Я неуверенно поднимаюсь на ноги, осознавая, что теряю равновесие без помощи рук или глаз. Один из моих сосков напрягается от боли, когда он сжимает его пальцами.

Его стон наполняет воздух.

Раздаётся шорох, когда он снимает с себя одежду. Его босые ноги стучат по полу, когда он подходит к дверям, чтобы запереть их. Я прерывисто вздыхаю, стараясь оставаться сильной, заставляя себя повиноваться, чтобы избежать риска наказания. На обратном пути он ускоряет шаги, словно его терпение и желание затянуть разговор иссякают.

Зарываясь пальцами в мои волосы, он использует их, чтобы направлять мои движения, ведя меня вперёд, пока поверхность рояля не прижимается к моему животу. Затем он толкает меня вниз, и я прижимаюсь щекой к гладкой прохладной поверхности. Его член скользит между моих бёдер.

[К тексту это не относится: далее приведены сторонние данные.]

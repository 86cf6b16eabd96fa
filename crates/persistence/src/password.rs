// Copyright (C) 2026 Fred Clausen
// Use of this source code is governed by an MIT-style
// license that can be found in the LICENSE file or at
// https://opensource.org/licenses/MIT.

//! How passwords are written to and checked against the credential table.

use std::str::FromStr;

use croprec_domain::Password;
use tracing::warn;

use crate::error::PersistenceError;

/// Lowest work factor bcrypt accepts.
pub const MIN_BCRYPT_COST: u32 = 4;

/// Highest work factor bcrypt accepts.
pub const MAX_BCRYPT_COST: u32 = 31;

/// Password storage scheme for the credential table.
#[derive(Debug, Clone, Copy, PartialEq, Eq)]
pub enum PasswordStorage {
    /// Passwords are stored as entered and compared byte for byte.
    ///
    /// Matches tables written by earlier versions of the app. Not suitable
    /// for production data.
    Plaintext,
    /// Passwords are stored as salted bcrypt hashes.
    Bcrypt {
        /// The bcrypt work factor, `MIN_BCRYPT_COST..=MAX_BCRYPT_COST`.
        cost: u32,
    },
}

impl PasswordStorage {
    /// Bcrypt with the library's default cost.
    #[must_use]
    pub const fn bcrypt() -> Self {
        Self::Bcrypt {
            cost: bcrypt::DEFAULT_COST,
        }
    }

    /// Checks the scheme's parameters.
    ///
    /// # Errors
    ///
    /// Returns `PersistenceError::InitializationError` if the bcrypt cost is
    /// out of range.
    pub fn validate(&self) -> Result<(), PersistenceError> {
        match self {
            Self::Plaintext => Ok(()),
            Self::Bcrypt { cost } if (MIN_BCRYPT_COST..=MAX_BCRYPT_COST).contains(cost) => Ok(()),
            Self::Bcrypt { cost } => Err(PersistenceError::InitializationError(format!(
                "bcrypt cost must be between {MIN_BCRYPT_COST} and {MAX_BCRYPT_COST}, got {cost}"
            ))),
        }
    }

    /// Produces the value to store for a new password.
    ///
    /// # Errors
    ///
    /// Returns an error if bcrypt hashing fails (e.g. an out-of-range cost).
    pub fn encode(&self, password: &Password) -> Result<String, PersistenceError> {
        match self {
            Self::Plaintext => Ok(password.expose().to_string()),
            Self::Bcrypt { cost } => Ok(bcrypt::hash(password.expose(), *cost)?),
        }
    }

    /// Checks an entered password against a stored value.
    ///
    /// Under bcrypt, a stored value that is not a bcrypt hash never matches.
    ///
    /// # Errors
    ///
    /// This function currently never fails; the `Result` mirrors `encode`.
    pub fn verify(&self, password: &Password, stored: &str) -> Result<bool, PersistenceError> {
        match self {
            Self::Plaintext => Ok(password.expose() == stored),
            Self::Bcrypt { .. } => match bcrypt::verify(password.expose(), stored) {
                Ok(matches) => Ok(matches),
                Err(e) => {
                    warn!(error = %e, "Stored password is not a valid bcrypt hash");
                    Ok(false)
                }
            },
        }
    }

    /// Returns the scheme name.
    #[must_use]
    pub const fn as_str(&self) -> &'static str {
        match self {
            Self::Plaintext => "plaintext",
            Self::Bcrypt { .. } => "bcrypt",
        }
    }
}

impl Default for PasswordStorage {
    fn default() -> Self {
        Self::bcrypt()
    }
}

impl FromStr for PasswordStorage {
    type Err = PersistenceError;

    fn from_str(s: &str) -> Result<Self, Self::Err> {
        match s.to_lowercase().as_str() {
            "plaintext" => Ok(Self::Plaintext),
            "bcrypt" => Ok(Self::bcrypt()),
            _ => Err(PersistenceError::InitializationError(format!(
                "Unknown password storage '{s}'. Must be 'plaintext' or 'bcrypt'"
            ))),
        }
    }
}

impl std::fmt::Display for PasswordStorage {
    fn fmt(&self, f: &mut std::fmt::Formatter<'_>) -> std::fmt::Result {
        write!(f, "{}", self.as_str())
    }
}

— Ты была великолепна, моя сладкая певчая птичка. Ты заслуживаешь, чтобы тебе поклонялись. Ты достойна уважения. — Он склоняется надо мной, его тело накрывает меня. — Но не я, — шепчет он мне на ухо. — Я заслуживаю того, чтобы использовать тебя.

Он наклоняет мою голову, прижимая щекой к роялю, а его твёрдый член прижимается к моему входу. Я немного ёрзаю, осознавая, что не готова к его вторжению.

— Маэстро…

— Тихо! — С этими словами он входит в меня, погружаясь на всю длину, не давая мне времени привыкнуть к его размерам.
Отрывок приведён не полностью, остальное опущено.